→ ACTION ITEM: From the entries that follow, extract each line holding the string "elements".

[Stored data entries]
:::

//! Incremental result delivery.
//!
//! # Overview
//!
//! The engine pushes results to any number of [`LintSubscriber`]s through
//! an [`Emitter`]. A duplicate set is delivered only once it is fully
//! resolved, and all of its [`LintElement`]s are delivered together, so a
//! subscriber never sees an element whose sibling list could still change.
//! Delivery is serialized: elements of two sets are never interleaved.
//!
//! Subscribers that must not slow the engine down should be wrapped in a
//! bounded queue, see [`channel`].
//!
//! # Example
//!
//! ```
//! use dupelint::emitter::{Emitter, LintElement, LintSubscriber, RunOutcome};
//!
//! struct Count(usize);
//!
//! impl LintSubscriber for Count {
//!     fn on_element_added(&mut self, _element: &LintElement) {
//!         self.0 += 1;
//!     }
//!     fn on_finished(&mut self, _outcome: &RunOutcome) {}
//! }
//!
//! let emitter = Emitter::new().with_subscriber(Count(0));
//! assert_eq!(emitter.subscriber_count(), 1);
//! ```

pub mod channel;

use std::path::{Path, PathBuf};
use std::sync::{Arc, Mutex, PoisonError};
use std::time::SystemTime;

use chrono::{DateTime, Utc};
use serde::{Deserialize, Serialize};

use crate::duplicates::{DirectoryGroup, DuplicateSet, FinderError, RunState, RunSummary};
use crate::scanner::Digest;

pub use channel::{channel, ChannelSubscriber, EventReceiver, LintEvent, OverflowPolicy};

/// Terminal result of a run, delivered to every subscriber.
pub type RunOutcome = Result<RunSummary, FinderError>;

/// One member of a resolved duplicate set.
///
/// Holds a shared reference to the set rather than a copy of it, so the
/// sibling list is the same object for every element of the set.
#[derive(Debug, Clone)]
pub struct LintElement {
    set: Arc<DuplicateSet>,
    index: usize,
}

impl LintElement {
    /// Element for member `index` of `set`.
    ///
    /// # Panics
    ///
    /// Panics if `index` is out of range for the set.
    #[must_use]
    pub fn new(set: Arc<DuplicateSet>, index: usize) -> Self {
        assert!(index < set.members.len(), "member index out of range");
        Self { set, index }
    }

    /// Every element of a set, original first.
    #[must_use]
    pub fn all_of(set: &Arc<DuplicateSet>) -> Vec<Self> {
        (0..set.members.len())
            .map(|index| Self {
                set: Arc::clone(set),
                index,
            })
            .collect()
    }

    /// Path of this member.
    #[must_use]
    pub fn path(&self) -> &Path {
        &self.set.members[self.index].path
    }

    /// Size in bytes.
    #[must_use]
    pub fn size(&self) -> u64 {
        self.set.size
    }

    /// Modification time.
    #[must_use]
    pub fn modified(&self) -> SystemTime {
        self.set.members[self.index].modified
    }

    /// Whether this member is the original of its set.
    #[must_use]
    pub fn is_original(&self) -> bool {
        self.index == 0
    }

    /// Number of siblings (set size minus one).
    #[must_use]
    pub fn twin_count(&self) -> usize {
        self.set.twin_count()
    }

    /// Paths of every other member of the set, original first.
    #[must_use]
    pub fn sibling_paths(&self) -> Vec<PathBuf> {
        self.set
            .members
            .iter()
            .enumerate()
            .filter(|(i, _)| *i != self.index)
            .map(|(_, m)| m.path.clone())
            .collect()
    }

    /// Digest shared by the set.
    #[must_use]
    pub fn digest(&self) -> &Digest {
        &self.set.digest
    }

    /// Identifier of the set.
    #[must_use]
    pub fn set_id(&self) -> usize {
        self.set.id
    }

    /// Position within the set (0 is the original).
    #[must_use]
    pub fn index(&self) -> usize {
        self.index
    }

    /// The set this element belongs to.
    #[must_use]
    pub fn set(&self) -> &Arc<DuplicateSet> {
        &self.set
    }

    /// Flat, serializable form.
    #[must_use]
    pub fn to_record(&self) -> LintRecord {
        LintRecord {
            set_id: self.set_id(),
            path: self.path().to_path_buf(),
            size: self.size(),
            mtime: DateTime::<Utc>::from(self.modified()),
            is_original: self.is_original(),
            twin_count: self.twin_count(),
            sibling_paths: self.sibling_paths(),
            checksum: self.digest().to_hex(),
            algorithm: self.digest().algorithm().name().to_string(),
        }
    }
}

/// Serializable view of a [`LintElement`].
#[derive(Debug, Clone, PartialEq, Eq, Serialize, Deserialize)]
pub struct LintRecord {
    /// Identifier of the duplicate set
    pub set_id: usize,
    /// File path
    pub path: PathBuf,
    /// Size in bytes
    pub size: u64,
    /// Modification time
    pub mtime: DateTime<Utc>,
    /// Whether this file is the set's original
    pub is_original: bool,
    /// Number of siblings
    pub twin_count: usize,
    /// Paths of the siblings, original first
    pub sibling_paths: Vec<PathBuf>,
    /// Lowercase hex digest
    pub checksum: String,
    /// Algorithm that produced the digest
    pub algorithm: String,
}

/// Receiver of engine events.
///
/// Calls are serialized by the [`Emitter`]; implementations do not need
/// their own locking.
pub trait LintSubscriber: Send {
    /// The run moved from `from` to `to`.
    fn on_state_changed(&mut self, _from: RunState, _to: RunState) {}

    /// One element of a resolved set.
    fn on_element_added(&mut self, element: &LintElement);

    /// A whole set was resolved. The default forwards each element, in
    /// order, to [`LintSubscriber::on_element_added`].
    fn on_set_resolved(&mut self, elements: &[LintElement]) {
        for element in elements {
            self.on_element_added(element);
        }
    }

    /// Directories with identical duplicate content were found.
    fn on_directory_group(&mut self, _group: &DirectoryGroup) {}

    /// The run ended. Called exactly once, last.
    fn on_finished(&mut self, outcome: &RunOutcome);
}

/// Fan-out of engine events to registered subscribers.
#[derive(Default)]
pub struct Emitter {
    subscribers: Mutex<Vec<Box<dyn LintSubscriber>>>,
}

impl std::fmt::Debug for Emitter {
    fn fmt(&self, f: &mut std::fmt::Formatter<'_>) -> std::fmt::Result {
        f.debug_struct("Emitter")
            .field("subscribers", &self.subscriber_count())
            .finish()
    }
}

impl Emitter {
    /// Create an emitter with no subscribers.
    #[must_use]
    pub fn new() -> Self {
        Self::default()
    }

    /// Add a subscriber (builder form).
    #[must_use]
    pub fn with_subscriber(self, subscriber: impl LintSubscriber + 'static) -> Self {
        self.subscribe(Box::new(subscriber));
        self
    }

    /// Add a subscriber.
    pub fn subscribe(&self, subscriber: Box<dyn LintSubscriber>) {
        self.lock().push(subscriber);
    }

    /// Number of registered subscribers.
    #[must_use]
    pub fn subscriber_count(&self) -> usize {
        self.lock().len()
    }

    fn lock(&self) -> std::sync::MutexGuard<'_, Vec<Box<dyn LintSubscriber>>> {
        self.subscribers
            .lock()
            .unwrap_or_else(PoisonError::into_inner)
    }

    /// Announce a state transition.
    pub fn state_changed(&self, from: RunState, to: RunState) {
        for subscriber in self.lock().iter_mut() {
            subscriber.on_state_changed(from, to);
        }
    }

    /// Deliver a resolved set. Every element is built before the first
    /// subscriber is called.
    ///
    /// Returns the number of elements delivered.
    pub fn emit_set(&self, set: &Arc<DuplicateSet>) -> usize {
        let elements = LintElement::all_of(set);
        let mut subscribers = self.lock();
        for subscriber in subscribers.iter_mut() {
            subscriber.on_set_resolved(&elements);
        }
        elements.len()
    }

    /// Deliver a group of equal directories.
    pub fn emit_directory_group(&self, group: &DirectoryGroup) {
        for subscriber in self.lock().iter_mut() {
            subscriber.on_directory_group(group);
        }
    }

    /// Deliver the terminal event.
    pub fn finish(&self, outcome: &RunOutcome) {
        for subscriber in self.lock().iter_mut() {
            subscriber.on_finished(outcome);
        }
    }
}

:::

→ RESULT OF THIS TASK:
//! Delivery is serialized: elements of two sets are never interleaved.
    fn on_set_resolved(&mut self, elements: &[LintElement]) {
        for element in elements {
    /// Returns the number of elements delivered.
        let elements = LintElement::all_of(set);
            subscriber.on_set_resolved(&elements);
        elements.len()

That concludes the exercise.